Año 2525 y más Allá…

In the year 6565

You won’t need no husband, won’t need no wife

You’ll pick your son, pick your daughter too

from the bottom of a long glass tube.

Zager and Evans

Cryndigo 2525

A Mebela le gustaba salir del cuerpo.

Lo hacía desde chiquita pero nunca se lo dijo a nadie.

Pero le gustaba. Aprendió a los cuatro años a leer. Papá le enseño.

En el buró de noche junto a ella, siempre le acompañó “Usted y la Eternidad” de Lobsang Rampa ese fue su libro. Tenía todas las instrucciones. Las practicó hasta los 11 años, así que todas las noches volaba.

Esa noche exploraba. Aterrizó en el cuarto de sus padres. Los oía y veía sus pensamientos en technicolor, en tercera dimensión y hasta en High Definition (como dicen ahora)… y sólo utilizando la telepatía.

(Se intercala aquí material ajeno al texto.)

#[derive(Debug, thiserror::Error)]
pub enum CelError {
    #[error("Truncated frame table at byte {at}")]
    TruncatedHeader { at: u64 },
    #[error("Frame {index} spans {offset}..{end}, past the end of a {blob_len} byte file")]
    FrameOutOfBounds {
        index: usize,
        offset: usize,
        end: usize,
        blob_len: usize,
    },
    #[error("Frame {index} ends before it starts")]
    DecreasingOffsets { index: usize },
    #[error("Read past the end of a {length} byte frame at byte {at}")]
    TruncatedFrame { at: usize, length: usize },
    #[error("Command stream never lands on width marker {marker}")]
    WidthMarkerMissed { marker: usize },
    #[error("Frame width resolved to zero")]
    ZeroWidth,
    #[error("{len} pixel bytes do not split into rows of width {width}")]
    InexactHeight { len: usize, width: usize },
    #[error("Frame decoded to no pixels")]
    EmptyFrame,
    #[error("Frame {index} out of range, file has {count} frames")]
    Index { index: usize, count: usize },
    #[error("Palette must be 768 bytes, got {len}")]
    PaletteSize { len: usize },
    #[error("IOError: {source}")]
    Io {
        #[from]
        source: std::io::Error,
    },
}

impl CelError {
    /// True for every error caused by malformed frame or table data.
    pub fn is_format(&self) -> bool {
        !matches!(
            self,
            CelError::Index { .. } | CelError::PaletteSize { .. } | CelError::Io { .. }
        )
    }
}

pub type Result<T> = std::result::Result<T, CelError>;
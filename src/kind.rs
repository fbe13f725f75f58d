use crate::Family;

/// Size of an uncompressed 32x32 block.
pub const RAW_FRAME_LEN: usize = 1024;

/// Zero-byte pairs expected at fixed offsets, plus the shortest frame that can carry them.
#[derive(Debug, Clone, Copy)]
pub struct Signature {
    pub min_length: usize,
    pub offsets: &'static [usize],
}

impl Signature {
    pub fn matches(&self, frame: &[u8]) -> bool {
        frame.len() >= self.min_length
            && self
                .offsets
                .iter()
                .all(|&off| frame.get(off..off + 2) == Some(&[0, 0][..]))
    }
}

// These tables match the legacy asset files byte for byte. Do not derive them.
pub const ASCENDING_UPPER: Signature = Signature {
    min_length: 226,
    offsets: &[0, 8, 24, 48, 80, 120, 168, 224],
};

pub const ASCENDING_LOWER: Signature = Signature {
    min_length: 530,
    offsets: &[288, 348, 400, 444, 480, 508, 528],
};

pub const DESCENDING_UPPER: Signature = Signature {
    min_length: 196,
    offsets: &[2, 14, 34, 62, 98, 142, 194],
};

pub const DESCENDING_LOWER: Signature = Signature {
    min_length: 196,
    offsets: &[254, 318, 374, 422, 462, 494, 518, 534],
};

#[derive(Debug, Clone, Copy, PartialEq, Eq)]
pub enum Orientation {
    /// Padding before the pixels of each row.
    Ascending,
    /// Padding after the pixels of each row.
    Descending,
}

impl Orientation {
    pub fn upper(self) -> Signature {
        match self {
            Orientation::Ascending => ASCENDING_UPPER,
            Orientation::Descending => DESCENDING_UPPER,
        }
    }

    pub fn lower(self) -> Signature {
        match self {
            Orientation::Ascending => ASCENDING_LOWER,
            Orientation::Descending => DESCENDING_LOWER,
        }
    }
}

#[derive(Debug, Clone, Copy, PartialEq, Eq)]
pub enum FrameKind {
    RawIndexed,
    Headered,
    Flat,
    Diagonal(Orientation),
}

impl std::fmt::Display for FrameKind {
    fn fmt(&self, f: &mut std::fmt::Formatter<'_>) -> std::fmt::Result {
        let name = match self {
            FrameKind::RawIndexed => "raw",
            FrameKind::Headered => "headered",
            FrameKind::Flat => "flat",
            FrameKind::Diagonal(Orientation::Ascending) => "diagonal-ascending",
            FrameKind::Diagonal(Orientation::Descending) => "diagonal-descending",
        };

        f.write_str(name)
    }
}

/// Picks the decoder for one frame. The format has no tag, so this sniffs bytes.
pub fn classify(frame: &[u8], family: Family) -> FrameKind {
    if family == Family::Headered {
        return FrameKind::Headered;
    }

    if frame.len() == RAW_FRAME_LEN {
        return FrameKind::RawIndexed;
    }

    // descending wins when a frame carries both tables
    [Orientation::Descending, Orientation::Ascending]
        .into_iter()
        .find(|orientation| orientation.upper().matches(frame))
        .map_or(FrameKind::Flat, FrameKind::Diagonal)
}

#[cfg(test)]
mod test {
    use super::*;

    fn with_zeros(len: usize, signature: Signature) -> Vec<u8> {
        let mut frame = vec![0xAA; len];

        for &off in signature.offsets {
            frame[off] = 0;
            frame[off + 1] = 0;
        }

        frame
    }

    #[test]
    fn headered_family_ignores_contents() {
        assert_eq!(classify(&[0; 1024], Family::Headered), FrameKind::Headered);
    }

    #[test]
    fn raw_by_length() {
        assert_eq!(classify(&[0; 1024], Family::Flat), FrameKind::RawIndexed);
    }

    #[test]
    fn descending_signature() {
        let frame = with_zeros(300, DESCENDING_UPPER);

        assert_eq!(
            classify(&frame, Family::Flat),
            FrameKind::Diagonal(Orientation::Descending)
        );
    }

    #[test]
    fn ascending_signature() {
        let frame = with_zeros(300, ASCENDING_UPPER);

        assert_eq!(
            classify(&frame, Family::Flat),
            FrameKind::Diagonal(Orientation::Ascending)
        );
    }

    #[test]
    fn signature_needs_minimum_length() {
        let signature = Signature {
            min_length: 10,
            offsets: &[0, 2],
        };

        assert!(signature.matches(&[0; 10]));
        assert!(!signature.matches(&[0; 9]));
    }

    #[test]
    fn one_nonzero_byte_breaks_signature() {
        let mut frame = with_zeros(300, DESCENDING_UPPER);
        frame[143] = 1;

        assert_eq!(classify(&frame, Family::Flat), FrameKind::Flat);
    }

    #[test]
    fn offsets_past_frame_do_not_match() {
        let frame = with_zeros(540, DESCENDING_LOWER);

        assert!(DESCENDING_LOWER.matches(&frame));
        assert!(!DESCENDING_LOWER.matches(&frame[..400]));
    }

    #[test]
    fn descending_checked_first() {
        let frame = vec![0u8; 600];

        assert_eq!(
            classify(&frame, Family::Flat),
            FrameKind::Diagonal(Orientation::Descending)
        );
    }

    #[test]
    fn short_frame_is_flat() {
        assert_eq!(classify(&[0x02, 0x01, 0x02, 0xFE], Family::Flat), FrameKind::Flat);
    }
}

Ese día papá oía en la radio un hit de cuando era más joven. La voz del locutor anunciaba la canción que se escuchaba en perfecto y claro sonido estéreo: “ Y ahora Zager y Evans con su hit Año 2525”, esta es KCT, en San Antonio.

Y ¡zaz! así nada más de repente, Mebela se sintió como en un viaje psicodélico de ácido y como en un túnel del tiempo se le presentaron las imágenes de la canción.

“En el año 3535, no necesitarás de la verdad o la mentira, todo lo que digas estará contenido en una pastilla”. Su cuerpo flotaba en el éter y pasaba de un escenario a otro, observando vivamente cada detalle y se estremecía.

“En el año 4545 no tendrás dientes para masticar, ni ojos pues nadie te mira ya”. Mebela lloraba, restregaba sus ojos para comprobar si aun estaban en su lugar o si sus cuencas estaban vacías. De pronto se encontró en un gran laboratorio digital: “En el año 6565 no hombre, no mujer hijo o hija se pueden escoger . Al fondo de un largo tubo de cristal la vida se gesta”. El viaje siguió y en el año 7510 miró una intensa luz, radiante, de ahí salió una voz divina que decía: “Supongo que es tiempo para el Día del Juicio”. La luz se hizo más radiante y poderosa aún y apareció en un abrir y cerrar de ojos en el año 8510 y vio a Dios sacudiendo la cabeza y con la mano en la barbilla con clemencia decía: “Estoy contento donde el hombre ha estado, pero aún no ha aprendido a amar”.

En el año 9595 esa misma voz aun expresaba “Me pregunto si el hombre quiere vivir todavía. Les he dado el paraíso, pero han tomado y matado todo lo que la vieja tierra les pudo dar y nada de regresar”.

Mebela llegó al año 10000. Vio como la humanidad lloraba millones de lagrimas. En el planeta casi muerto, reinaban los hombres, la Divinidad se había alejado. Y una voz llegó a su mente: “ Tal vez, esto es sólo ayer”.

Mebela regresó cuando su madre gritó: “Es hora de cenar”… en el año 2017. Se fijó en el calendario.

Nota: Este artículo debe experimentarse con la musica correspondiente.